Today, penmanship is no longer an important part of how you present yourself to the world and when you do happen to jot down a note or write a message in a birthday card, your handwriting is seen less an extension of who you are. According to a recent survey, 37% of Americans had not written a personal letter in over five years. Declarations of love or intimate letters from home—once written by hand, the sender instantly identifiable from their scrawl on the envelope—are now communicated by text or email, the scribbled hearts replaced by emojis. Diaries, which have seen a newfound popularity with the rise in journaling, are now kept on dedicated apps.
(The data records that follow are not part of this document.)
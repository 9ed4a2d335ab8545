// src/domain/cart.rs
use rust_decimal::Decimal;

use crate::domain::models::{CartLine, MenuItem};

/// The customer's cart.
///
/// Lines are kept in insertion order with at most one line per item id and
/// every quantity >= 1. The total is never stored; it is always the sum of
/// the line subtotals.
#[derive(Debug, Clone, Default, PartialEq)]
pub struct Cart {
    lines: Vec<CartLine>,
}

impl Cart {
    pub fn new() -> Self {
        Self::default()
    }

    pub fn lines(&self) -> &[CartLine] {
        &self.lines
    }

    pub fn line(&self, id: &str) -> Option<&CartLine> {
        self.lines.iter().find(|line| line.id == id)
    }

    pub fn is_empty(&self) -> bool {
        self.lines.is_empty()
    }

    pub fn total(&self) -> Decimal {
        self.lines.iter().map(CartLine::subtotal).sum()
    }

    /// Number of units across all lines
    pub fn item_count(&self) -> u32 {
        self.lines
            .iter()
            .fold(0u32, |count, line| count.saturating_add(line.quantity))
    }

    /// Adds one unit of `item`, creating the line if needed.
    pub fn add_item(&mut self, item: &MenuItem) -> &CartLine {
        let index = match self.position(&item.id) {
            Some(index) => {
                let line = &mut self.lines[index];
                line.quantity = line.quantity.saturating_add(1);
                index
            }
            None => {
                self.lines.push(CartLine::from_item(item));
                self.lines.len() - 1
            }
        };
        &self.lines[index]
    }

    /// Sets a line's quantity; zero or below removes the line.
    /// Unknown ids are ignored.
    pub fn update_quantity(&mut self, id: &str, quantity: i64) {
        if quantity <= 0 {
            self.remove_item(id);
            return;
        }

        if let Some(index) = self.position(id) {
            self.lines[index].quantity = u32::try_from(quantity).unwrap_or(u32::MAX);
        }
    }

    pub fn remove_item(&mut self, id: &str) {
        self.lines.retain(|line| line.id != id);
    }

    pub fn clear(&mut self) {
        self.lines.clear();
    }

    /// Removes what an order took out of the cart.
    ///
    /// If the cart is unchanged since `submitted` was captured it is simply
    /// cleared. Otherwise the submitted quantities are subtracted line by
    /// line, so anything added while the order was in flight stays.
    pub fn settle(&mut self, submitted: &[CartLine]) {
        if self.lines.as_slice() == submitted {
            self.clear();
            return;
        }

        for taken in submitted {
            if let Some(index) = self.position(&taken.id) {
                let line = &mut self.lines[index];
                if line.quantity <= taken.quantity {
                    self.lines.remove(index);
                } else {
                    line.quantity -= taken.quantity;
                }
            }
        }
    }

    fn position(&self, id: &str) -> Option<usize> {
        self.lines.iter().position(|line| line.id == id)
    }
}

#[cfg(test)]
mod tests {
    use super::*;
    use rust_decimal_macros::dec;

    fn item(id: &str, price: Decimal) -> MenuItem {
        MenuItem {
            id: id.to_string(),
            name: format!("Item {}", id),
            price,
            description: None,
            image_url: None,
            nutrition: None,
        }
    }

    fn assert_total_consistent(cart: &Cart) {
        let expected: Decimal = cart
            .lines()
            .iter()
            .map(|l| l.price * Decimal::from(l.quantity))
            .sum();
        assert_eq!(cart.total(), expected);
        assert!(cart.lines().iter().all(|l| l.quantity >= 1));
    }

    #[test]
    fn test_adding_same_item_twice_increments_quantity() {
        let mut cart = Cart::new();
        let dosa = item("x", dec!(100));

        cart.add_item(&dosa);
        let line = cart.add_item(&dosa);
        assert_eq!(line.quantity, 2);

        assert_eq!(cart.lines().len(), 1);
        assert_eq!(cart.total(), dec!(200));
        assert_eq!(cart.item_count(), 2);
    }

    #[test]
    fn test_lines_keep_insertion_order() {
        let mut cart = Cart::new();
        cart.add_item(&item("c", dec!(30)));
        cart.add_item(&item("a", dec!(10)));
        cart.add_item(&item("b", dec!(20)));
        cart.add_item(&item("a", dec!(10)));

        let ids: Vec<&str> = cart.lines().iter().map(|l| l.id.as_str()).collect();
        assert_eq!(ids, vec!["c", "a", "b"]);
    }

    #[test]
    fn test_price_is_snapshotted_at_add_time() {
        let mut cart = Cart::new();
        let mut tea = item("t", dec!(15));
        cart.add_item(&tea);

        tea.price = dec!(25);
        cart.add_item(&tea);

        let line = cart.line("t").unwrap();
        assert_eq!(line.price, dec!(15));
        assert_eq!(cart.total(), dec!(30));
    }

    #[test]
    fn test_update_quantity_to_zero_or_negative_removes_line() {
        let mut cart = Cart::new();
        cart.add_item(&item("a", dec!(10)));
        cart.add_item(&item("b", dec!(20)));

        cart.update_quantity("a", 0);
        assert!(cart.line("a").is_none());

        cart.update_quantity("b", -1);
        assert!(cart.is_empty());
        assert_eq!(cart.total(), Decimal::ZERO);
    }

    #[test]
    fn test_unknown_ids_are_ignored() {
        let mut cart = Cart::new();
        cart.add_item(&item("a", dec!(10)));
        let before = cart.clone();

        cart.update_quantity("ghost", 4);
        cart.remove_item("ghost");

        assert_eq!(cart, before);
    }

    #[test]
    fn test_total_tracks_every_mutation() {
        let mut cart = Cart::new();
        let a = item("a", dec!(12.50));
        let b = item("b", dec!(7.25));
        let c = item("c", dec!(99));

        cart.add_item(&a);
        assert_total_consistent(&cart);
        cart.add_item(&b);
        assert_total_consistent(&cart);
        cart.update_quantity("a", 5);
        assert_total_consistent(&cart);
        cart.add_item(&c);
        assert_total_consistent(&cart);
        cart.update_quantity("b", 0);
        assert_total_consistent(&cart);
        cart.remove_item("c");
        assert_total_consistent(&cart);
        cart.add_item(&b);
        assert_total_consistent(&cart);

        assert_eq!(cart.total(), dec!(69.75));
        cart.clear();
        assert_eq!(cart.total(), Decimal::ZERO);
    }

    #[test]
    fn test_huge_quantity_saturates() {
        let mut cart = Cart::new();
        cart.add_item(&item("a", dec!(1)));
        cart.update_quantity("a", i64::MAX);
        assert_eq!(cart.line("a").unwrap().quantity, u32::MAX);
        assert_eq!(cart.item_count(), u32::MAX);
    }

    #[test]
    fn test_settle_unchanged_cart_clears_everything() {
        let mut cart = Cart::new();
        cart.add_item(&item("a", dec!(10)));
        cart.add_item(&item("b", dec!(20)));
        let snapshot = cart.lines().to_vec();

        cart.settle(&snapshot);
        assert!(cart.is_empty());
    }

    #[test]
    fn test_settle_keeps_what_was_added_in_flight() {
        let mut cart = Cart::new();
        cart.add_item(&item("a", dec!(10)));
        cart.add_item(&item("b", dec!(20)));
        let snapshot = cart.lines().to_vec();

        // edits made while the order was being placed
        cart.add_item(&item("a", dec!(10)));
        cart.add_item(&item("c", dec!(5)));
        cart.remove_item("b");

        cart.settle(&snapshot);

        let ids: Vec<&str> = cart.lines().iter().map(|l| l.id.as_str()).collect();
        assert_eq!(ids, vec!["a", "c"]);
        assert_eq!(cart.line("a").unwrap().quantity, 1);
        assert_eq!(cart.total(), dec!(15));
    }
}
// src/application/usecase/testing.rs
// In-memory backend for use-case tests

use async_trait::async_trait;
use rust_decimal::Decimal;
use std::collections::VecDeque;
use std::sync::atomic::{AtomicUsize, Ordering};
use std::sync::{Arc, Mutex};
use tokio::sync::Notify;

use crate::domain::errors::{BackendError, BackendResult};
use crate::domain::models::{
    Catalog, MenuCategory, MenuItem, OrderDraft, OrderStatus, PlacedOrder,
};
use crate::domain::repository::{MenuRepository, OrderRepository};

pub fn menu_item(id: &str, name: &str, price: Decimal) -> MenuItem {
    MenuItem {
        id: id.to_string(),
        name: name.to_string(),
        price,
        description: None,
        image_url: None,
        nutrition: None,
    }
}

pub fn sample_catalog() -> Catalog {
    use rust_decimal_macros::dec;

    Catalog::new(vec![
        MenuCategory {
            name: "Breakfast".into(),
            items: vec![
                menu_item("x", "Masala Dosa", dec!(100)),
                menu_item("y", "Idli", dec!(60)),
            ],
        },
        MenuCategory {
            name: "Drinks".into(),
            items: vec![menu_item("z", "Filter Coffee", dec!(30))],
        },
    ])
}

pub fn placed_from(id: &str, draft: &OrderDraft) -> PlacedOrder {
    PlacedOrder {
        id: id.to_string(),
        customer_name: draft.customer_name.clone(),
        phone_number: draft.phone_number.clone(),
        notes: draft.notes.clone(),
        items: draft.items.clone(),
        total_amount: draft.total_amount,
        status: OrderStatus::Pending,
        created_at: None,
    }
}

/// Scripted backend. Responses are consumed in order; when a script runs
/// dry the backend answers with a default success.
#[derive(Default)]
pub struct FakeBackend {
    catalog: Mutex<VecDeque<BackendResult<Catalog>>>,
    placements: Mutex<VecDeque<BackendResult<()>>>,
    histories: Mutex<VecDeque<BackendResult<Vec<PlacedOrder>>>>,
    drafts: Mutex<Vec<OrderDraft>>,
    phones: Mutex<Vec<String>>,
    catalog_calls: AtomicUsize,
    catalog_gate: Mutex<Option<Arc<Notify>>>,
    placement_gate: Mutex<Option<Arc<Notify>>>,
    history_gate: Mutex<Option<Arc<Notify>>>,
}

impl FakeBackend {
    pub fn new() -> Arc<Self> {
        Arc::new(Self::default())
    }

    pub fn push_catalog(&self, result: BackendResult<Catalog>) {
        self.catalog.lock().unwrap().push_back(result);
    }

    pub fn push_placement(&self, result: BackendResult<()>) {
        self.placements.lock().unwrap().push_back(result);
    }

    pub fn push_history(&self, result: BackendResult<Vec<PlacedOrder>>) {
        self.histories.lock().unwrap().push_back(result);
    }

    /// Holds every following catalog fetch until the returned notify fires
    pub fn hold_catalog(&self) -> Arc<Notify> {
        hold(&self.catalog_gate)
    }

    /// Holds every following order placement until the returned notify fires
    pub fn hold_placements(&self) -> Arc<Notify> {
        hold(&self.placement_gate)
    }

    /// Holds every following history lookup until the returned notify fires
    pub fn hold_histories(&self) -> Arc<Notify> {
        hold(&self.history_gate)
    }

    pub fn catalog_calls(&self) -> usize {
        self.catalog_calls.load(Ordering::SeqCst)
    }

    pub fn drafts(&self) -> Vec<OrderDraft> {
        self.drafts.lock().unwrap().clone()
    }

    pub fn phones(&self) -> Vec<String> {
        self.phones.lock().unwrap().clone()
    }
}

#[async_trait]
impl MenuRepository for FakeBackend {
    async fn fetch_catalog(&self) -> BackendResult<Catalog> {
        self.catalog_calls.fetch_add(1, Ordering::SeqCst);
        pass(&self.catalog_gate).await;
        let scripted = self.catalog.lock().unwrap().pop_front();
        scripted.unwrap_or_else(|| Ok(sample_catalog()))
    }
}

#[async_trait]
impl OrderRepository for FakeBackend {
    async fn place_order(&self, draft: &OrderDraft) -> BackendResult<PlacedOrder> {
        let number = {
            let mut drafts = self.drafts.lock().unwrap();
            drafts.push(draft.clone());
            drafts.len()
        };

        pass(&self.placement_gate).await;

        let scripted = self.placements.lock().unwrap().pop_front();
        match scripted {
            Some(Err(e)) => Err(e),
            _ => Ok(placed_from(&format!("order-{}", number), draft)),
        }
    }

    async fn orders_for_phone(&self, phone_number: &str) -> BackendResult<Vec<PlacedOrder>> {
        self.phones.lock().unwrap().push(phone_number.to_string());
        pass(&self.history_gate).await;
        let scripted = self.histories.lock().unwrap().pop_front();
        scripted.unwrap_or_else(|| Ok(Vec::new()))
    }
}

fn hold(gate: &Mutex<Option<Arc<Notify>>>) -> Arc<Notify> {
    let notify = Arc::new(Notify::new());
    *gate.lock().unwrap() = Some(notify.clone());
    notify
}

async fn pass(gate: &Mutex<Option<Arc<Notify>>>) {
    let notify = gate.lock().unwrap().clone();
    if let Some(notify) = notify {
        notify.notified().await;
    }
}

pub fn unreachable_backend() -> BackendError {
    BackendError::Connection("connection refused".into())
}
Many lament this recent decline in handwriting, but curiously it is a decline that was felt long before people had access to the internet. In 1977, distressed by what was being lost in penmanship—and pen sales—the Writing Instrument Manufacturers Association declared January 23 to be National Handwriting Day. Today, there are national and international handwriting contests intended to resuscitate the practice, as well as organizations like the UK’s National Handwriting Association, which aims to “raise awareness of handwriting as a crucial component of literacy.”
But could this also be a time to rethink what handwriting is for? Now that it’s rarely used as a form of communication, handwriting has the potential to be a uniquely personal mode of self-expression. It’s true that, as proponents say, writing by hand can help you learn better and retain information longer. But perhaps its real purpose in the digital age is to celebrate taking time to do something—whether it’s jotting down a grocery list or penning an intimate diary entry—that’s just for you. And if you’re the only one who can decipher that chicken scratch you call writing, all the better.